BHT | A common food additive

BHT  butylated hydroxytoluene (BHT) and the related compound Butylated hydroxyanisole (BHA) are often added to foods to preserve fats.  They are chemicals that react with oxygen when a food package is opened, thereby keeping the oxygen from interacting with the fats & oils in the food.  BHT and BHA keep food from becoming rancid and help prolong shelf-life.

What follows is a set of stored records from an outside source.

use std::{collections::HashMap, fmt, str::FromStr};

use crate::ConfigError;

pub const DEFAULT_PORT: u16 = 5050;
pub const DEFAULT_BASE_URL: &str = "https://openrouter.ai/api/v1";
pub const DEFAULT_MODEL: &str = "openrouter/auto";
pub const DEFAULT_TITLE: &str = "LexiMind";

#[derive(Debug, Clone)]
pub struct ApiConfig {
    pub server: ServerConfig,
    pub openrouter: OpenRouterConfig,
    pub logging: LoggingConfig,
}

#[derive(Debug, Clone, PartialEq, Eq)]
pub struct ServerConfig {
    pub host: String,
    pub port: u16,
}

impl ServerConfig {
    pub(crate) fn from_lookup(lookup: &impl Fn(&str) -> Option<String>) -> Self {
        Self {
            host: lookup("HOST").unwrap_or_else(|| "0.0.0.0".to_string()),
            port: parse_port(lookup("PORT").as_deref()),
        }
    }

    pub fn bind_address(&self) -> String {
        format!("{}:{}", self.host, self.port)
    }
}

impl Default for ServerConfig {
    fn default() -> Self {
        Self {
            host: "0.0.0.0".to_string(),
            port: DEFAULT_PORT,
        }
    }
}

/// Parse a listening port, falling back to [`DEFAULT_PORT`] for anything that
/// is not a positive whole number in range.
///
/// Decimal notation is accepted, so `8080.0` and `1e3` name ports 8080 and 1000.
pub fn parse_port(raw: Option<&str>) -> u16 {
    raw.and_then(|s| s.trim().parse::<f64>().ok())
        .filter(|n| {
            n.is_finite() && n.fract() == 0.0 && *n >= 1.0 && *n <= f64::from(u16::MAX)
        })
        .map(|n| n as u16)
        .unwrap_or(DEFAULT_PORT)
}

/// Upstream completion provider settings (OpenRouter or any OpenAI-compatible API)
#[derive(Clone)]
pub struct OpenRouterConfig {
    pub api_key: String,
    pub base_url: String,
    /// Model used when a request does not name one
    pub model: String,
    /// Sent as `HTTP-Referer` for provider-side attribution
    pub referer: Option<String>,
    /// Sent as `X-Title` for provider-side attribution
    pub title: Option<String>,
}

impl OpenRouterConfig {
    pub(crate) fn from_lookup(
        lookup: &impl Fn(&str) -> Option<String>,
    ) -> Result<Self, ConfigError> {
        Ok(Self {
            api_key: lookup("OPENROUTER_API_KEY").ok_or(ConfigError::MissingVar {
                name: "OPENROUTER_API_KEY",
            })?,
            base_url: lookup("OPENROUTER_BASE_URL").unwrap_or_else(|| DEFAULT_BASE_URL.to_string()),
            model: lookup("OPENROUTER_MODEL").unwrap_or_else(|| DEFAULT_MODEL.to_string()),
            referer: lookup("HTTP_REFERER"),
            title: Some(lookup("X_TITLE").unwrap_or_else(|| DEFAULT_TITLE.to_string())),
        })
    }

    /// Build a config pointing at `base_url` with no attribution headers
    pub fn new(api_key: impl Into<String>, base_url: impl Into<String>) -> Self {
        Self {
            api_key: api_key.into(),
            base_url: base_url.into(),
            model: DEFAULT_MODEL.to_string(),
            referer: None,
            title: None,
        }
    }
}

impl fmt::Debug for OpenRouterConfig {
    fn fmt(&self, f: &mut fmt::Formatter<'_>) -> fmt::Result {
        f.debug_struct("OpenRouterConfig")
            .field("api_key", &"[REDACTED]")
            .field("base_url", &self.base_url)
            .field("model", &self.model)
            .field("referer", &self.referer)
            .field("title", &self.title)
            .finish()
    }
}

#[derive(Debug, Clone, Copy, PartialEq, Eq, Default)]
pub enum LogFormat {
    #[default]
    Pretty,
    Compact,
    Json,
}

impl FromStr for LogFormat {
    type Err = String;

    fn from_str(s: &str) -> Result<Self, Self::Err> {
        match s.to_ascii_lowercase().as_str() {
            "pretty" => Ok(Self::Pretty),
            "compact" => Ok(Self::Compact),
            "json" => Ok(Self::Json),
            other => Err(format!(
                "unknown log format '{other}', expected pretty, compact or json"
            )),
        }
    }
}

/// Logging Configuration
#[derive(Debug, Clone)]
pub struct LoggingConfig {
    pub level: String,
    pub format: LogFormat,
    pub modules: HashMap<String, String>,
}

impl LoggingConfig {
    pub(crate) fn from_lookup(
        lookup: &impl Fn(&str) -> Option<String>,
    ) -> Result<Self, ConfigError> {
        let mut modules = HashMap::new();

        // Load module-specific log levels
        for (var, module) in [
            ("LOG_MODULE_API", "api"),
            ("LOG_MODULE_SERVICES", "services"),
            ("LOG_MODULE_INFERENCE_PROVIDERS", "inference_providers"),
        ] {
            if let Some(level) = lookup(var) {
                modules.insert(module.to_string(), level);
            }
        }

        let format = match lookup("LOG_FORMAT") {
            Some(raw) => raw
                .parse()
                .map_err(|reason| ConfigError::InvalidValue {
                    name: "LOG_FORMAT",
                    reason,
                })?,
            None => LogFormat::default(),
        };

        Ok(Self {
            level: lookup("LOG_LEVEL").unwrap_or_else(|| "info".to_string()),
            format,
            modules,
        })
    }

    /// Filter directive string understood by `tracing_subscriber::EnvFilter`
    pub fn filter_directive(&self) -> String {
        let mut filter = self.level.clone();
        let mut modules: Vec<_> = self.modules.iter().collect();
        modules.sort();
        for (module, level) in modules {
            filter.push_str(&format!(",{module}={level}"));
        }
        filter
    }
}

impl Default for LoggingConfig {
    fn default() -> Self {
        Self {
            level: "info".to_string(),
            format: LogFormat::Pretty,
            modules: HashMap::new(),
        }
    }
}

#[cfg(test)]
mod tests {
    use super::*;

    #[test]
    fn test_parse_port() {
        assert_eq!(parse_port(None), 5050);
        assert_eq!(parse_port(Some("8080")), 8080);
        assert_eq!(parse_port(Some(" 3000 ")), 3000);
        assert_eq!(parse_port(Some("0")), 5050);
        assert_eq!(parse_port(Some("-1")), 5050);
        assert_eq!(parse_port(Some("70000")), 5050);
        assert_eq!(parse_port(Some("12.5")), 5050);
        assert_eq!(parse_port(Some("abc")), 5050);
        assert_eq!(parse_port(Some("65535")), 65535);
        assert_eq!(parse_port(Some("65536")), 5050);
    }

    #[test]
    fn test_parse_port_accepts_decimal_notation() {
        assert_eq!(parse_port(Some("8080.0")), 8080);
        assert_eq!(parse_port(Some("1e3")), 1000);
        assert_eq!(parse_port(Some("0.0")), 5050);
        assert_eq!(parse_port(Some("inf")), 5050);
        assert_eq!(parse_port(Some("NaN")), 5050);
        assert_eq!(parse_port(Some("1e10")), 5050);
    }

    #[test]
    fn test_api_key_is_redacted() {
        let config = OpenRouterConfig::new("sk-secret", "http://localhost");
        let debug = format!("{config:?}");
        assert!(!debug.contains("sk-secret"));
        assert!(debug.contains("[REDACTED]"));
    }

    #[test]
    fn test_filter_directive() {
        let mut logging = LoggingConfig::default();
        logging
            .modules
            .insert("services".to_string(), "debug".to_string());
        logging.modules.insert("api".to_string(), "trace".to_string());
        assert_eq!(logging.filter_directive(), "info,api=trace,services=debug");
    }
}
pub mod ports;

use crate::classifier::{classify_with_reason, Classification};
use crate::prompt::build_prompt;
use async_trait::async_trait;
use config::OpenRouterConfig;
use inference_providers::{ChatCompletionParams, ChatMessage, InferenceProvider};
use ports::{
    CompletionClient, CompletionClientError, CompletionRequest, CompletionResult, ProcessError,
    ProcessRequest, ProcessResponse, ProcessService, DEFAULT_MAX_TOKENS, DEFAULT_TEMPERATURE,
    SYSTEM_PROMPT,
};
use std::sync::Arc;

/// [`CompletionClient`] backed by an [`InferenceProvider`].
///
/// Fills in the model from configuration and the token/temperature defaults,
/// then makes exactly one provider call.
pub struct ProviderCompletionClient {
    provider: Arc<dyn InferenceProvider>,
    default_model: String,
}

impl ProviderCompletionClient {
    pub fn new(provider: Arc<dyn InferenceProvider>, config: &OpenRouterConfig) -> Self {
        Self {
            provider,
            default_model: config.model.clone(),
        }
    }
}

#[async_trait]
impl CompletionClient for ProviderCompletionClient {
    async fn complete(
        &self,
        request: CompletionRequest,
    ) -> Result<CompletionResult, CompletionClientError> {
        let params = ChatCompletionParams {
            model: request.model.unwrap_or_else(|| self.default_model.clone()),
            messages: request.messages,
            max_tokens: Some(request.max_tokens.unwrap_or(DEFAULT_MAX_TOKENS)),
            temperature: Some(request.temperature.unwrap_or(DEFAULT_TEMPERATURE)),
        };

        let response = self.provider.chat_completion(params).await?;

        // A response without content is passed on as an empty result
        let text = response.first_content().unwrap_or_default().to_string();
        if text.is_empty() {
            tracing::warn!(model = ?response.model, "Provider returned no completion content");
        }

        Ok(CompletionResult {
            text,
            model: response.model,
            usage: response.usage,
        })
    }
}

pub type Classifier = fn(&str) -> Classification;

pub struct ProcessServiceImpl {
    completion_client: Arc<dyn CompletionClient>,
    classifier: Classifier,
}

impl ProcessServiceImpl {
    pub fn new(completion_client: Arc<dyn CompletionClient>) -> Self {
        Self {
            completion_client,
            classifier: classify_with_reason,
        }
    }

    /// Replace the classifier used for `auto` requests
    pub fn with_classifier(mut self, classifier: Classifier) -> Self {
        self.classifier = classifier;
        self
    }
}

#[async_trait]
impl ProcessService for ProcessServiceImpl {
    async fn process(&self, request: ProcessRequest) -> Result<ProcessResponse, ProcessError> {
        let kind = match request.mode.explicit_kind() {
            Some(kind) => kind,
            None => {
                let classification = (self.classifier)(&request.input);
                tracing::debug!(
                    kind = ?classification.kind,
                    heuristic = ?classification.matched,
                    "Classified input"
                );
                classification.kind
            }
        };

        let prompt = build_prompt(kind, &request.input, request.detail);

        let completion_request = CompletionRequest {
            max_tokens: Some(request.detail.max_tokens()),
            ..CompletionRequest::new(vec![
                ChatMessage::system(SYSTEM_PROMPT),
                ChatMessage::user(prompt),
            ])
        };

        tracing::debug!(
            kind = ?kind,
            detail = ?request.detail,
            language = ?request.language,
            input_chars = request.input.chars().count(),
            "Requesting completion"
        );

        let completion = self.completion_client.complete(completion_request).await?;

        tracing::debug!(
            model = ?completion.model,
            usage = ?completion.usage,
            "Completion received"
        );

        Ok(ProcessResponse {
            mode: kind,
            detail: request.detail,
            result: completion.text,
        })
    }
}

#[cfg(test)]
mod tests {
    use super::*;
    use inference_providers::{
        mock::{RequestMatcher, ResponseTemplate},
        CompletionError, MessageRole, MockProvider, TokenUsage,
    };
    use mockall::predicate::function;
    use ports::{DetailLevel, InputMode, MockCompletionClient, ResolvedKind};

    fn ok_result(text: &str) -> CompletionResult {
        CompletionResult {
            text: text.to_string(),
            model: Some("openrouter/auto".to_string()),
            usage: Some(TokenUsage::new(10, 5)),
        }
    }

    fn panicking_classifier(_: &str) -> Classification {
        panic!("classifier must not run for an explicit mode");
    }

    #[tokio::test]
    async fn test_max_tokens_follow_detail_for_both_kinds() {
        for (detail, expected) in [
            (DetailLevel::Short, 400),
            (DetailLevel::Medium, 800),
            (DetailLevel::Detailed, 1200),
        ] {
            for mode in [InputMode::Text, InputMode::Code] {
                let mut client = MockCompletionClient::new();
                client
                    .expect_complete()
                    .with(function(move |req: &CompletionRequest| {
                        req.max_tokens == Some(expected)
                    }))
                    .times(1)
                    .returning(|_| Ok(ok_result("done")));

                let service = ProcessServiceImpl::new(Arc::new(client));
                let response = service
                    .process(
                        ProcessRequest::new("some input")
                            .with_mode(mode)
                            .with_detail(detail),
                    )
                    .await
                    .unwrap();

                assert_eq!(response.detail, detail);
            }
        }
    }

    #[tokio::test]
    async fn test_sends_system_and_user_messages() {
        let mut client = MockCompletionClient::new();
        client
            .expect_complete()
            .withf(|req| {
                req.messages.len() == 2
                    && req.messages[0].role == MessageRole::System
                    && req.messages[0].content == SYSTEM_PROMPT
                    && req.messages[1].role == MessageRole::User
                    && req.messages[1].content.starts_with("You are an expert technical writer.")
                    && req.model.is_none()
                    && req.temperature.is_none()
            })
            .times(1)
            .returning(|_| Ok(ok_result("- summary")));

        let service = ProcessServiceImpl::new(Arc::new(client));
        let response = service
            .process(ProcessRequest::new("Plain prose about growth."))
            .await
            .unwrap();

        assert_eq!(
            response,
            ProcessResponse {
                mode: ResolvedKind::Text,
                detail: DetailLevel::Medium,
                result: "- summary".to_string(),
            }
        );
    }

    #[tokio::test]
    async fn test_explicit_text_mode_skips_classifier() {
        let mut client = MockCompletionClient::new();
        client
            .expect_complete()
            .withf(|req| req.messages[1].content.contains("Text:"))
            .times(1)
            .returning(|_| Ok(ok_result("ok")));

        let service =
            ProcessServiceImpl::new(Arc::new(client)).with_classifier(panicking_classifier);
        let response = service
            .process(
                ProcessRequest::new("function add(a, b) { return a + b; }")
                    .with_mode(InputMode::Text),
            )
            .await
            .unwrap();

        assert_eq!(response.mode, ResolvedKind::Text);
    }

    #[tokio::test]
    async fn test_auto_mode_detects_code() {
        let mut client = MockCompletionClient::new();
        client
            .expect_complete()
            .withf(|req| req.messages[1].content.contains("Code:\n```\nconst x = 1;\n```"))
            .times(1)
            .returning(|_| Ok(ok_result("## Overview")));

        let service = ProcessServiceImpl::new(Arc::new(client));
        let response = service
            .process(ProcessRequest::new("const x = 1;"))
            .await
            .unwrap();

        assert_eq!(response.mode, ResolvedKind::Code);
        assert_eq!(response.result, "## Overview");
    }

    #[tokio::test]
    async fn test_upstream_failure_is_single_attempt() {
        let mut client = MockCompletionClient::new();
        client.expect_complete().times(1).returning(|_| {
            Err(CompletionClientError::Upstream(CompletionError::HttpError {
                status_code: 503,
                message: "overloaded".to_string(),
            }))
        });

        let service = ProcessServiceImpl::new(Arc::new(client));
        let err = service
            .process(ProcessRequest::new("hello"))
            .await
            .unwrap_err();

        assert!(matches!(err, ProcessError::Completion(_)));
    }

    #[tokio::test]
    async fn test_provider_client_applies_defaults() {
        let provider = Arc::new(MockProvider::new());
        let mut config = OpenRouterConfig::new("sk-test", "http://localhost");
        config.model = "openai/gpt-4o-mini".to_string();
        let client = ProviderCompletionClient::new(provider.clone(), &config);

        let result = client
            .complete(CompletionRequest::new(vec![ChatMessage::user("hi")]))
            .await
            .unwrap();

        let requests = provider.requests().await;
        assert_eq!(requests.len(), 1);
        assert_eq!(requests[0].model, "openai/gpt-4o-mini");
        assert_eq!(requests[0].max_tokens, Some(800));
        assert_eq!(requests[0].temperature, Some(0.2));
        assert_eq!(result.text, "- 1.\n- 2.\n- 3.");
        assert_eq!(result.model.as_deref(), Some("openai/gpt-4o-mini"));
        assert!(result.usage.is_some());
    }

    #[tokio::test]
    async fn test_provider_client_respects_overrides() {
        let provider = Arc::new(MockProvider::new());
        let config = OpenRouterConfig::new("sk-test", "http://localhost");
        let client = ProviderCompletionClient::new(provider.clone(), &config);

        client
            .complete(CompletionRequest {
                model: Some("anthropic/claude-3-haiku".to_string()),
                max_tokens: Some(1200),
                temperature: Some(0.7),
                ..CompletionRequest::new(vec![ChatMessage::user("hi")])
            })
            .await
            .unwrap();

        let request = &provider.requests().await[0];
        assert_eq!(request.model, "anthropic/claude-3-haiku");
        assert_eq!(request.max_tokens, Some(1200));
        assert_eq!(request.temperature, Some(0.7));
    }

    #[tokio::test]
    async fn test_provider_client_empty_content_is_empty_text() {
        let provider = Arc::new(MockProvider::with_default_response(ResponseTemplate::Empty));
        let config = OpenRouterConfig::new("sk-test", "http://localhost");
        let client = ProviderCompletionClient::new(provider, &config);

        let result = client
            .complete(CompletionRequest::new(vec![ChatMessage::user("hi")]))
            .await
            .unwrap();

        assert_eq!(result.text, "");
    }

    #[tokio::test]
    async fn test_provider_client_propagates_failure_once() {
        let provider = Arc::new(MockProvider::new());
        provider
            .when(RequestMatcher::Any)
            .respond_with(ResponseTemplate::Transport("connection reset".to_string()))
            .await;
        let config = OpenRouterConfig::new("sk-test", "http://localhost");
        let client = ProviderCompletionClient::new(provider.clone(), &config);

        let err = client
            .complete(CompletionRequest::new(vec![ChatMessage::user("hi")]))
            .await
            .unwrap_err();

        assert!(matches!(
            err,
            CompletionClientError::Upstream(CompletionError::Transport(_))
        ));
        assert_eq!(provider.request_count().await, 1);
    }
}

Look at food labels – that’s the best way to know what you’re eating.  Ignore the campaigns on the front packaging, head right to the ingredients list and read.  If you’re looking at a cereal label you may find “Freshness preserved by BHT”.  BHA is found in butter, meats, cereals, chewing gum, baked goods, snack foods, dehydrated potatoes, and beer.  The same chemicals are also used in cosmetics, pharmaceutical drugs, rubber & petroleum products, jet fuels, and embalming fluids!  Many packaging materials have BHT or it can be directly added to foods.

 

BHT & BHA | Are they safe?

These substances are banned in almost all other countries – but they have pretty widespread use in the US .  The US FDA (Food and Drug Administration) does ban these preservatives from baby foods and the FDA does state that these substances have been shown to cause cancer in lab animals in high doses. There is evidence that certain persons may have difficulty metabolizing BHA and BHT, resulting in health and behavior changes.  There is some anecdotal use of these substances as antiviral agents which would be positive health effects.  So, who knows!  The best thing to do is when you are able to, compare labels and choose the one with the least amount of ingredients and preservatives.

 

By using substances like these we are trading low-cost food and longer shelf-life potentially for our health.  Consider eliminating BHT and BHA from your pantry shelves.